A saída de Lagarde vai lançar a corrida pela sucessão no FMI, mas só depois de renunciar formalmente. Economias emergentes querem quebrar acordo que dá lugar à Europa e já se especulam sobre nomes.
Do não repetido sucessivamente até ao sim final passaram pouco mais que uns meses, mas Christine Lagarde foi mesmo nomeada para suceder a Mario Draghi na presidência do Banco Central Europeu (BCE) para os próximos oito anos e pode abrir uma guerra pela sucessão na liderança do Fundo Monetário Internacional… quando finalmente pedir renúncia do seu mandato. Até lá, nada mudará em Washington.
Foi um rumor persistente e nem sequer é deste ciclo eleitoral.
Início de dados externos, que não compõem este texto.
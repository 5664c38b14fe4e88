//! js::builtins
//!
//! Intrinsic objects installed into every interpreter's global scope.
//!
//! # Modules
//!
//! - [`object`] - `Object` and `Object.prototype`
//! - [`function`] - `Function.prototype.call/apply/bind`
//! - [`array`] - `Array` and its prototype
//! - [`string`] - `String` and its prototype
//! - [`number`] - `Number`, `Boolean` and the numeric globals
//! - [`math`] - `Math`
//! - [`json`] - `JSON`, plus conversions to and from `serde_json`
//! - [`promise`] - `Promise`
//! - [`error`] - `Error` and its subclasses
//! - [`date`] - `Date`
//! - [`global`] - timers and the value globals (`NaN`, `Infinity`)
//!
//! Host-specific globals (`console`, `require`, `process`) are not part of
//! the engine; the module runtime adds them per module.

pub mod array;
pub mod date;
pub mod error;
pub mod function;
pub mod global;
pub mod json;
pub mod math;
pub mod number;
pub mod object;
pub mod promise;
pub mod string;

use super::error::JsResult;
use super::interp::Interpreter;
use super::value::{NativeFn, Obj, Value};

/// Populate the global scope and the intrinsic prototypes.
pub fn install(interp: &Interpreter) {
    object::install(interp);
    function::install(interp);
    array::install(interp);
    string::install(interp);
    number::install(interp);
    math::install(interp);
    json::install(interp);
    promise::install(interp);
    error::install(interp);
    date::install(interp);
    global::install(interp);
}

/// Create a global constructor wired to `proto` (`C.prototype` and
/// `C.prototype.constructor`).
pub(crate) fn define_constructor(
    interp: &Interpreter,
    name: &str,
    call: NativeFn,
    proto: &Obj,
) -> Obj {
    let ctor = interp.new_function(name, call);
    ctor.define_hidden("prototype", Value::from(proto.clone()));
    proto.define_hidden("constructor", Value::from(ctor.clone()));
    interp.define_global(name, ctor.clone());
    ctor
}

/// Argument `i`, or `undefined`.
pub(crate) fn arg(args: &[Value], i: usize) -> Value {
    args.get(i).cloned().unwrap_or_default()
}

/// Argument `i` when it is callable, else a `TypeError` naming it.
pub(crate) fn callback(interp: &Interpreter, args: &[Value], i: usize) -> JsResult<Value> {
    let value = arg(args, i);
    if value.is_callable() {
        Ok(value)
    } else {
        Err(interp.type_error(format!(
            "{} is not a function",
            super::interp::describe(&value)
        )))
    }
}

/// Resolve a relative index argument (`slice(-2)`) against `len`.
pub(crate) fn relative_index(value: &Value, len: usize, default: usize) -> usize {
    if value.is_undefined() {
        return default;
    }
    let n = value.to_integer();
    let len_f = len as f64;
    if n < 0.0 {
        (len_f + n).max(0.0) as usize
    } else {
        n.min(len_f) as usize
    }
}
//! The `os` module. Fixed descriptors; nothing is read from the host.

use crate::js::{sync_fn, Interpreter, Obj, Value};

const DESCRIPTORS: [(&str, &str); 6] = [
    ("platform", "browser"),
    ("type", "Browser"),
    ("arch", "x64"),
    ("hostname", "localhost"),
    ("tmpdir", "/tmp"),
    ("homedir", "/home/user"),
];

pub fn module(interp: &Interpreter) -> Obj {
    let os = interp.new_object();
    for (name, value) in DESCRIPTORS {
        interp.define_method(&os, name, sync_fn(move |_, _, _| Ok(Value::from(value))));
    }
    os.set_own("EOL", Value::from("\n"));
    os
}

#[cfg(test)]
mod tests {
    use super::*;
    use crate::js::{parse, Options};

    #[tokio::test]
    async fn descriptors() {
        let interp = Interpreter::new(Options::default());
        interp.define_global("os", module(&interp));
        let program = parse("[os.platform(), os.type(), os.arch(), os.tmpdir(), os.EOL === '\\n'].join(',')").unwrap();
        let value = interp.run_script(&program).await.unwrap();
        assert_eq!(value.to_display_string(), "browser,Browser,x64,/tmp,true");
    }
}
Em 2014, a francesa que se tornou em 2011 a primeira mulher a assumir a liderança do FMI, foi sondada por Angela Merkel para a presidência da Comissão Europeia, cargo que seria do cabeça-de-lista pelo Partido Popular Europeu (PPE) Jean-Claude Juncker, na única vez que o processo do spitzenkandidaten funcionou (até ver).
Antes e depois das eleições europeias, nos corredores de Bruxelas o seu nome voltou a surgir intermitentemente, mas ia desaparecendo perante as recusas públicas e determinadas da também ex-ministra das Finanças de Sarkozy. “Não, não, não, não, não, não… não estou interessada em qualquer cargo — BCE, Comissão, etc, etc, etc, etc, etc — europeu, não. (…) Tenho um trabalho muito importante aqui [no FMI] que quero fazer e não vou abandonar este lindo navio quando pode haver águas turbulentas no horizonte”, disse a francesa em entrevista ao Financial Times em setembro do ano passado, numa das muitas recusas que viria a fazer publicamente, até se revelar “aborrecida e farta” da especulação em torno do seu nome.
Para conseguir finalmente desbloquear um acordo no Conselho Europeu, e dar uma vitória a Emmanuel Macron, Christine Lagarde foi a escolhida para suceder aos oito anos de Mario Draghi, podendo vir a ser a primeira mulher e o primeiro não economista (é jurista) a liderar a instituição. Na sequência da nomeação, Christine Lagarde disse-se “honrada” pela escolha.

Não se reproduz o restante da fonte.